Problem to solve → Look through the data below, and copy each line that carries the word "reason".

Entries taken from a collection
>>>

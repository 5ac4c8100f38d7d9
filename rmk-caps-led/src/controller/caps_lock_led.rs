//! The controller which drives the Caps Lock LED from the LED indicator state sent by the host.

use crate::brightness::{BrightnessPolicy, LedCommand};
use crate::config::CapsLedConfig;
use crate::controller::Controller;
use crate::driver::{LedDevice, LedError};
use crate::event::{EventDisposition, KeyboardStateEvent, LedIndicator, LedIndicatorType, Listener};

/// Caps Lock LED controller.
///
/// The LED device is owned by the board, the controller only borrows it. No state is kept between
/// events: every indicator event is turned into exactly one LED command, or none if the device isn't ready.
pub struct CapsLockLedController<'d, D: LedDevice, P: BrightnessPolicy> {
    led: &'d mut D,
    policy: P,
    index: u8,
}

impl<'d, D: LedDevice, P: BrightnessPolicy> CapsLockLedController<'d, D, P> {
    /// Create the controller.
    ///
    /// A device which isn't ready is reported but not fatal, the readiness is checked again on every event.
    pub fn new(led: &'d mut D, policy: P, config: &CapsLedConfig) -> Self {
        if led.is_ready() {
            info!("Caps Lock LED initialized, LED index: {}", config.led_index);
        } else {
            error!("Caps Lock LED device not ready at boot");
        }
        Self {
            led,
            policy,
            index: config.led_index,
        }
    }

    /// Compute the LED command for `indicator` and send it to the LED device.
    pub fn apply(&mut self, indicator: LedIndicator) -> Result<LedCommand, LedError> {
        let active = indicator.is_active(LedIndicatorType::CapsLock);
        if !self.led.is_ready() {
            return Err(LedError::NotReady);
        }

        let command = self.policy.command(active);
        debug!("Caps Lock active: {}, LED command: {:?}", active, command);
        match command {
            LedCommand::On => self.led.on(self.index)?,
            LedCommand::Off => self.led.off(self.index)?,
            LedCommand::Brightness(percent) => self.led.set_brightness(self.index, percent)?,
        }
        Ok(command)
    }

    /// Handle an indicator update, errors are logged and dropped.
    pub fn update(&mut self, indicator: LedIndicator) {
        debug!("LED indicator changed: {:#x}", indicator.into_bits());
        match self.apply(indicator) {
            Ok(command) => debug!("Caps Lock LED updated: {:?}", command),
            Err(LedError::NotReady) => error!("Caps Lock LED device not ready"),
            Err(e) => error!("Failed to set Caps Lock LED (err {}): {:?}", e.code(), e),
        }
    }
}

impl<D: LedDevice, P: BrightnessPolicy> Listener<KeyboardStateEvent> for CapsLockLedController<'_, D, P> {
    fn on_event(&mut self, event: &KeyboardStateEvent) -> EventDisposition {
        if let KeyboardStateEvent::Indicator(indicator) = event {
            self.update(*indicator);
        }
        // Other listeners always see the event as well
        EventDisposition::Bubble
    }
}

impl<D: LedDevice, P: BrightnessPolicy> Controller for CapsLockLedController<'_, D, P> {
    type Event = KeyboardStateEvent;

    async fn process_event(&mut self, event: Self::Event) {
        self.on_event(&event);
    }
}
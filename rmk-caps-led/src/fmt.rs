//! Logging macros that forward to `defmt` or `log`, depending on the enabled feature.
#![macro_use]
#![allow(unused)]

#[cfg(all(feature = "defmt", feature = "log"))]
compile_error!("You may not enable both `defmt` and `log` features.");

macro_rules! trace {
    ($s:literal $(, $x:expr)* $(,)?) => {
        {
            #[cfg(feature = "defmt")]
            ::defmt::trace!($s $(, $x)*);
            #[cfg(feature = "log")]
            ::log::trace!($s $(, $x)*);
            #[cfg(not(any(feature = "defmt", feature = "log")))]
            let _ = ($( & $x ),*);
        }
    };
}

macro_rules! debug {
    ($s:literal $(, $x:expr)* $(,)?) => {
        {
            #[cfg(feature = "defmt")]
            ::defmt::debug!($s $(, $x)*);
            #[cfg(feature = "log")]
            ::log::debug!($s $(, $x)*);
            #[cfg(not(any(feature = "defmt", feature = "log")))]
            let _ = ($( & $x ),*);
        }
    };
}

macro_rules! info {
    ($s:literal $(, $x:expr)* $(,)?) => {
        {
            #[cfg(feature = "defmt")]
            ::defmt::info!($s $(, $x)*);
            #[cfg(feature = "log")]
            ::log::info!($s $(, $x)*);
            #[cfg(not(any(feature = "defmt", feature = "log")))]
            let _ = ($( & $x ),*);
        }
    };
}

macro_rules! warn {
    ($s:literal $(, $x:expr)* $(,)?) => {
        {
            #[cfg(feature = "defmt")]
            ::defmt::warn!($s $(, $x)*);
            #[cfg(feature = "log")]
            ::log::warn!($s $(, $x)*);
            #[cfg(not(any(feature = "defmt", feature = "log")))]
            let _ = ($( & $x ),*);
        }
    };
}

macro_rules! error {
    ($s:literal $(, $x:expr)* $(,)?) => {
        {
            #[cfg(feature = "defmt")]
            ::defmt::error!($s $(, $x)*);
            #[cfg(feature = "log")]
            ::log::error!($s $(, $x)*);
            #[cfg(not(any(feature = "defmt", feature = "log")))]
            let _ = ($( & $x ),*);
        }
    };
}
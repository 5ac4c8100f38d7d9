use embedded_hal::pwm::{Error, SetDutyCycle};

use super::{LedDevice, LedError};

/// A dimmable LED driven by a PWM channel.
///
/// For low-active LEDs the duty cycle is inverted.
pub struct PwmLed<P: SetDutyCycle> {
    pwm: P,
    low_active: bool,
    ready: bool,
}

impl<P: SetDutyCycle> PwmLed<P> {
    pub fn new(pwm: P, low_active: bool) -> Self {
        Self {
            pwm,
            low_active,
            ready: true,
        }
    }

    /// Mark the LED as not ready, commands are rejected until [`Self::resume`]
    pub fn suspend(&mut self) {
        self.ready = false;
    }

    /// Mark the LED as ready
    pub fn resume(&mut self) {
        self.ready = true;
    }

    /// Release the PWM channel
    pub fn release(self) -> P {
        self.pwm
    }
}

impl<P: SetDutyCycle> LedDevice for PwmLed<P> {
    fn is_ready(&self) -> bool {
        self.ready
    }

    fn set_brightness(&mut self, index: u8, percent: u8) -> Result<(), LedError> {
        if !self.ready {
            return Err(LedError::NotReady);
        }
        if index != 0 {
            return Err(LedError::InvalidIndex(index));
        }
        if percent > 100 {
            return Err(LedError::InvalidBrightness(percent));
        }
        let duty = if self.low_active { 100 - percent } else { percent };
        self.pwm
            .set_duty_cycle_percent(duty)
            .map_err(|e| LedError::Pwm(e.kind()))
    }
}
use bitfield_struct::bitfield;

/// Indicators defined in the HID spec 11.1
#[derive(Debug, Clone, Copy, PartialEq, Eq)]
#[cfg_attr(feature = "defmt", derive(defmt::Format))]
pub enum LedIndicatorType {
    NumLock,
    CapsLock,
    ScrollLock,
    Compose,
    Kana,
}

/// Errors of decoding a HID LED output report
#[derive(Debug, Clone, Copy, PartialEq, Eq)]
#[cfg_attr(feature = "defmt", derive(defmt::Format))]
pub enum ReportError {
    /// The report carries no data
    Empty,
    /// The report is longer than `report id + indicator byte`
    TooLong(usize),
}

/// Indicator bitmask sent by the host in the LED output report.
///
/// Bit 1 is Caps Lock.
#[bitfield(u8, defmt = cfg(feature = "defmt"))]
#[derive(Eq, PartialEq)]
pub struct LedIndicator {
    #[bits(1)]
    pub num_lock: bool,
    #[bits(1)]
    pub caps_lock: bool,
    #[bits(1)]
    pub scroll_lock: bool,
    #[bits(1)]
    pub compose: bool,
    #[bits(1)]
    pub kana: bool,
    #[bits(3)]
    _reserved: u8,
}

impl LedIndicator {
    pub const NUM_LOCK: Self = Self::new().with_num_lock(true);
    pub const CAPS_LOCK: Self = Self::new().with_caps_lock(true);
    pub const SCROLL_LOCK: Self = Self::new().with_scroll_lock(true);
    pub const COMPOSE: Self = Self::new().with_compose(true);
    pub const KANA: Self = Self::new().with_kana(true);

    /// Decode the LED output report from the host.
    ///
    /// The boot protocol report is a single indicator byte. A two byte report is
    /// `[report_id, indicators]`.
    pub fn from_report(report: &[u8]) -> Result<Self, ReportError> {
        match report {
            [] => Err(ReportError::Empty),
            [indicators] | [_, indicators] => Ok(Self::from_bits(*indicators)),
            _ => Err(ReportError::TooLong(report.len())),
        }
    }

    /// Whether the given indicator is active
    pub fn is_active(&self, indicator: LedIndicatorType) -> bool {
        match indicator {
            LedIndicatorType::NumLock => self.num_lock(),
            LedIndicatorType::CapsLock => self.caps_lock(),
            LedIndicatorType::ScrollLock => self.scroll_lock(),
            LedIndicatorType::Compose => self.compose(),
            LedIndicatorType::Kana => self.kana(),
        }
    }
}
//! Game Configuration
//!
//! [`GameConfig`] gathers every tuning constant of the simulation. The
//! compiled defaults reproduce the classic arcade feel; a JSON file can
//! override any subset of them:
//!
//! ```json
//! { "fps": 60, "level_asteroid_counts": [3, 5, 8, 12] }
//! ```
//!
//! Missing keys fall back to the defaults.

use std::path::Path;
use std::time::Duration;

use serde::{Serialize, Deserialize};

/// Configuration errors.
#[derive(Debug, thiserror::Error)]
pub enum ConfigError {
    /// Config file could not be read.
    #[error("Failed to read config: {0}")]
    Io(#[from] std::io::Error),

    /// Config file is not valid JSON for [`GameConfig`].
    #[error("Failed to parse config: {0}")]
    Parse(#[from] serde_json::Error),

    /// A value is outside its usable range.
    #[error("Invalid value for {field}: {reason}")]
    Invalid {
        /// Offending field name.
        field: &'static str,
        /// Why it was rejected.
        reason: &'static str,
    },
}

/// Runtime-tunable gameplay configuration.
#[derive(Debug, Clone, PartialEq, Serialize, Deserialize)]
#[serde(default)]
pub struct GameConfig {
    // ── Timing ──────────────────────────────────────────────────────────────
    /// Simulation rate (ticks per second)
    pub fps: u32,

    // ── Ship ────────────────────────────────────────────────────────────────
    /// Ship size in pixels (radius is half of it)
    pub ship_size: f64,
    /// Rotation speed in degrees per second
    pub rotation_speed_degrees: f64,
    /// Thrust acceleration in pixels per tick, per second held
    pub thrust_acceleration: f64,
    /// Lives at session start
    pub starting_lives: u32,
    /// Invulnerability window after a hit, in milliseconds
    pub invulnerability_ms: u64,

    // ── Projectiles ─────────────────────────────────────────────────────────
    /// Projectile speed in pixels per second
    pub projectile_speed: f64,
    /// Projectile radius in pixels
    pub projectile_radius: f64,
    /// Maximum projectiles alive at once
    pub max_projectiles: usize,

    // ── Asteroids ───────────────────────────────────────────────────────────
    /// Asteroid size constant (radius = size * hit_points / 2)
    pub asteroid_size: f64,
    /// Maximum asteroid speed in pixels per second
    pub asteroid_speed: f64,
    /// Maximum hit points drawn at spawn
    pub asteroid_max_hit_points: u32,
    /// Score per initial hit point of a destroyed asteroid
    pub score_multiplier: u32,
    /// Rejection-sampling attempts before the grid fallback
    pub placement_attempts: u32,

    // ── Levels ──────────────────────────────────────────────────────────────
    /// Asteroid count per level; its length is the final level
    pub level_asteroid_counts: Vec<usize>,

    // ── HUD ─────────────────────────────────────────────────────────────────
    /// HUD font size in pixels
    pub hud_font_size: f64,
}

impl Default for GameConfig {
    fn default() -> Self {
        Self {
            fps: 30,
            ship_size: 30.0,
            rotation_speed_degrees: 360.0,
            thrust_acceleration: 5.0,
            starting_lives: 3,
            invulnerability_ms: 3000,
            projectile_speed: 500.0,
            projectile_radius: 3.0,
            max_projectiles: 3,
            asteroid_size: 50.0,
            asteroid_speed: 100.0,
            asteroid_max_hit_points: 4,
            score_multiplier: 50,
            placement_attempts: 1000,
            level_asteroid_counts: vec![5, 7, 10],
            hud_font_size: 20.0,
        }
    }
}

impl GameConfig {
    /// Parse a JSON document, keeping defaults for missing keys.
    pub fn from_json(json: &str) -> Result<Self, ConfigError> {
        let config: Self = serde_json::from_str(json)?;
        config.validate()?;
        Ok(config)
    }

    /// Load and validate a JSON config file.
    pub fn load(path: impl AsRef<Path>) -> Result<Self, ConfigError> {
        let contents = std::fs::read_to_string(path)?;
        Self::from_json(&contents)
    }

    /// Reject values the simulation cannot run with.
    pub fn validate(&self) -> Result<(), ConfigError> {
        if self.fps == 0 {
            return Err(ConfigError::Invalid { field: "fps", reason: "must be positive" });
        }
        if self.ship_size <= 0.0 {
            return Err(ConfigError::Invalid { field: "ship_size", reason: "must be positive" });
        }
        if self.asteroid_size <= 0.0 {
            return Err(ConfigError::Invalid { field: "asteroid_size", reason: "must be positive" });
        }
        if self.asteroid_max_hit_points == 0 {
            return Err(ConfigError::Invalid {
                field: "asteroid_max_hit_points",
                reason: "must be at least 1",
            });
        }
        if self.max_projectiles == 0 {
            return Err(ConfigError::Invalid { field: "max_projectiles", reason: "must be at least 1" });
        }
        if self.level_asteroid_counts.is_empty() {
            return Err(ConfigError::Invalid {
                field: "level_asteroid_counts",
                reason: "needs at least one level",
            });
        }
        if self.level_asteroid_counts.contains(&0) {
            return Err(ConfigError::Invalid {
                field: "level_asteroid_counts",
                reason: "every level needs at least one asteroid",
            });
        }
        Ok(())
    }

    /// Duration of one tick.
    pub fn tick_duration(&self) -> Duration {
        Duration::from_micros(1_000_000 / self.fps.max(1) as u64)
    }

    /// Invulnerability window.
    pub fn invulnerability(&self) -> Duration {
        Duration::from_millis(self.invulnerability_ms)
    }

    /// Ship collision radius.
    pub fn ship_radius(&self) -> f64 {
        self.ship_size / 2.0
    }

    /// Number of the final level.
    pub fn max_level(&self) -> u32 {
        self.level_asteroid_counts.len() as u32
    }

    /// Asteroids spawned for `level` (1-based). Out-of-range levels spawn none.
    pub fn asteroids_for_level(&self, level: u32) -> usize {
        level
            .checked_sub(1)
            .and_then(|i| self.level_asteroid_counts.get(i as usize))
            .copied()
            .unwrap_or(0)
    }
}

<<<

Solution for this task →
    #[error("Invalid value for {field}: {reason}")]
        reason: &'static str,
            return Err(ConfigError::Invalid { field: "fps", reason: "must be positive" });
            return Err(ConfigError::Invalid { field: "ship_size", reason: "must be positive" });
            return Err(ConfigError::Invalid { field: "asteroid_size", reason: "must be positive" });
                reason: "must be at least 1",
            return Err(ConfigError::Invalid { field: "max_projectiles", reason: "must be at least 1" });
                reason: "needs at least one level",
                reason: "every level needs at least one asteroid",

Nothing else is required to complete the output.